In case that last paragraph was a little confusing, we can also prove that f is increasing on [2,infinity) by checking that its derivative is positive on [2,infinity). We'll get to derivatives in a minute.

Putting together the facts in bold type above, we see that f is increasing on [2,infinity), not defined on (-2,2), and decreasing on (-infinity,2]. We know it's decreasing on (-infinity,2] since it's an even function and it was increasing on [2,infinity), the "mirror image" of (-infinity,2] across the y-axis.

As for the derivative: Our function is f(t) = [t^2 - 4]^(1/2). Letting g(t) = t^2 - 4, we can write f(t) = g(t)^(1/2). Using the Power Rule and the Chain Rule, we know

f'(t) = 1/2 [g(t)]^(-1/2) * g'(t)

= 1 / [2 sqrt(t^2 - 4)] * 2t

= t / sqrt(t^2 - 4).

Since f'(t) contains the expression sqrt(t^2 - 4), as above we know that f'(t) will not be defined on (-2,2). It also won't be defined at t = 2 or t = -2 since at these points the denominator is zero. But at all other points, namely on (-infinity,-2) and (2,infinity), f'(t) is defined.

Let's examine what happens when t > 2. In this case, the denominator of f'(t) is positive since t > 2 means t^2 > 4. Also, the numerator is positive since t > 2 certainly means t > 0. So if t > 2, then f'(t) > 0. Therefore f is increasing on (2,infinity).

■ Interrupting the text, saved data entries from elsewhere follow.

//! `sqlx::FromRow` row shapes and their conversion into domain types.
//!
//! Enums are stored as short lowercase strings (relation/history/task/run
//! kinds) or as the `i16` discriminant (`EventStatus`, matching §3's
//! `status ∈ {active=1, merged=2, deleted=3}` literally).

use chrono::{DateTime, Utc};
use sqlx::FromRow;

use aggr_domain::{
    DomainError, Event, EventHistoryRelation, EventStatus, HistoryRelationType, NewsEventRelation,
    NewsItem, RelationType, Result, RunStatus, Sentiment, TaskType,
};

#[derive(Debug, FromRow)]
pub struct NewsItemRow {
    id: i64,
    source_type: String,
    title: String,
    body: String,
    city_name: Option<String>,
    first_seen_at: DateTime<Utc>,
    url: Option<String>,
}

impl NewsItemRow {
    pub fn into_domain(self) -> NewsItem {
        NewsItem {
            id: self.id,
            source_type: self.source_type,
            title: self.title,
            body: self.body,
            city_name: self.city_name,
            first_seen_at: self.first_seen_at,
            url: self.url,
        }
    }
}

#[derive(Debug, FromRow)]
pub struct EventRow {
    id: i64,
    title: String,
    description: String,
    event_type: String,
    sentiment: String,
    entities: String,
    regions: String,
    keywords: String,
    confidence_score: f32,
    news_count: i64,
    first_news_time: DateTime<Utc>,
    last_news_time: DateTime<Utc>,
    status: i16,
    created_at: DateTime<Utc>,
    updated_at: DateTime<Utc>,
}

impl EventRow {
    pub fn into_domain(self) -> Result<Event> {
        Ok(Event {
            id: self.id,
            title: self.title,
            description: self.description,
            event_type: self.event_type,
            sentiment: str_to_sentiment(&self.sentiment)?,
            entities: self.entities,
            regions: self.regions,
            keywords: self.keywords,
            confidence: self.confidence_score,
            news_count: self.news_count,
            first_news_time: self.first_news_time,
            last_news_time: self.last_news_time,
            status: i16_to_status(self.status)?,
            created_at: self.created_at,
            updated_at: self.updated_at,
        })
    }
}

#[derive(Debug, FromRow)]
pub struct RelationRow {
    pub news_id: i64,
    event_id: i64,
    relation_type: String,
    confidence_score: f32,
    created_at: DateTime<Utc>,
}

impl RelationRow {
    pub fn into_domain(self) -> Result<NewsEventRelation> {
        Ok(NewsEventRelation {
            news_id: self.news_id,
            event_id: self.event_id,
            relation_type: str_to_relation_type(&self.relation_type)?,
            confidence: self.confidence_score,
            created_at: self.created_at,
        })
    }
}

#[derive(Debug, FromRow)]
pub struct EventHistoryRow {
    parent_event_id: i64,
    child_event_id: i64,
    relation_type: String,
    confidence_score: f32,
    description: String,
    created_at: DateTime<Utc>,
}

impl EventHistoryRow {
    pub fn into_domain(self) -> Result<EventHistoryRelation> {
        Ok(EventHistoryRelation {
            parent_event_id: self.parent_event_id,
            child_event_id: self.child_event_id,
            relation_type: str_to_history_relation(&self.relation_type)?,
            confidence: self.confidence_score,
            description: self.description,
            created_at: self.created_at,
        })
    }
}

pub fn sentiment_to_str(s: Sentiment) -> &'static str {
    match s {
        Sentiment::Positive => "positive",
        Sentiment::Neutral => "neutral",
        Sentiment::Negative => "negative",
    }
}

fn str_to_sentiment(s: &str) -> Result<Sentiment> {
    match s {
        "positive" => Ok(Sentiment::Positive),
        "neutral" => Ok(Sentiment::Neutral),
        "negative" => Ok(Sentiment::Negative),
        other => Err(DomainError::Storage(
            format!("unknown sentiment '{other}'").into(),
        )),
    }
}

pub fn status_to_i16(s: EventStatus) -> i16 {
    s as i16
}

fn i16_to_status(v: i16) -> Result<EventStatus> {
    match v {
        1 => Ok(EventStatus::Active),
        2 => Ok(EventStatus::Merged),
        3 => Ok(EventStatus::Deleted),
        other => Err(DomainError::Storage(
            format!("unknown event status {other}").into(),
        )),
    }
}

pub fn relation_type_to_str(r: RelationType) -> &'static str {
    match r {
        RelationType::AssignedToExisting => "assigned_to_existing",
        RelationType::AssignedToNew => "assigned_to_new",
        RelationType::BatchMerge => "batch_merge",
    }
}

fn str_to_relation_type(s: &str) -> Result<RelationType> {
    match s {
        "assigned_to_existing" => Ok(RelationType::AssignedToExisting),
        "assigned_to_new" => Ok(RelationType::AssignedToNew),
        "batch_merge" => Ok(RelationType::BatchMerge),
        other => Err(DomainError::Storage(
            format!("unknown relation type '{other}'").into(),
        )),
    }
}

pub fn history_relation_to_str(r: HistoryRelationType) -> &'static str {
    match r {
        HistoryRelationType::BatchMerge => "batch_merge",
        HistoryRelationType::Continuation => "continuation",
        HistoryRelationType::Evolution => "evolution",
    }
}

fn str_to_history_relation(s: &str) -> Result<HistoryRelationType> {
    match s {
        "batch_merge" => Ok(HistoryRelationType::BatchMerge),
        "continuation" => Ok(HistoryRelationType::Continuation),
        "evolution" => Ok(HistoryRelationType::Evolution),
        other => Err(DomainError::Storage(
            format!("unknown history relation type '{other}'").into(),
        )),
    }
}

pub fn task_type_to_str(t: TaskType) -> &'static str {
    match t {
        TaskType::Aggregation => "aggregation",
        TaskType::Merge => "merge",
        TaskType::Labeling => "labeling",
        TaskType::IngestionValidation => "ingestion_validation",
        TaskType::Cleanup => "cleanup",
    }
}

pub fn run_status_to_str(s: RunStatus) -> &'static str {
    match s {
        RunStatus::Success => "success",
        RunStatus::PartialSuccess => "partial_success",
        RunStatus::Failed => "failed",
    }
}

Similarly, if t < -2, then the denominator is still positive since t < -2 means t^2 > 4. The numerator, however, is negative when t < -2. This means if t < -2, then f'(t) < 0. Therefore f is decreasing on (-infinity,-2).

You're correct that the derivative is never equal to 0. The reason it's possible for the derivative to be positive in some places (namely, if t > 2) and negative in others (if t < -2) without ever equaling 0 is because the derivative is not continuous. In our case, it's not continuous simply because it's not defined between -2 and 2.

When there are no critical points of the function f, you can still check where the function is increasing / decreasing by checking if the derivative is positive / negative.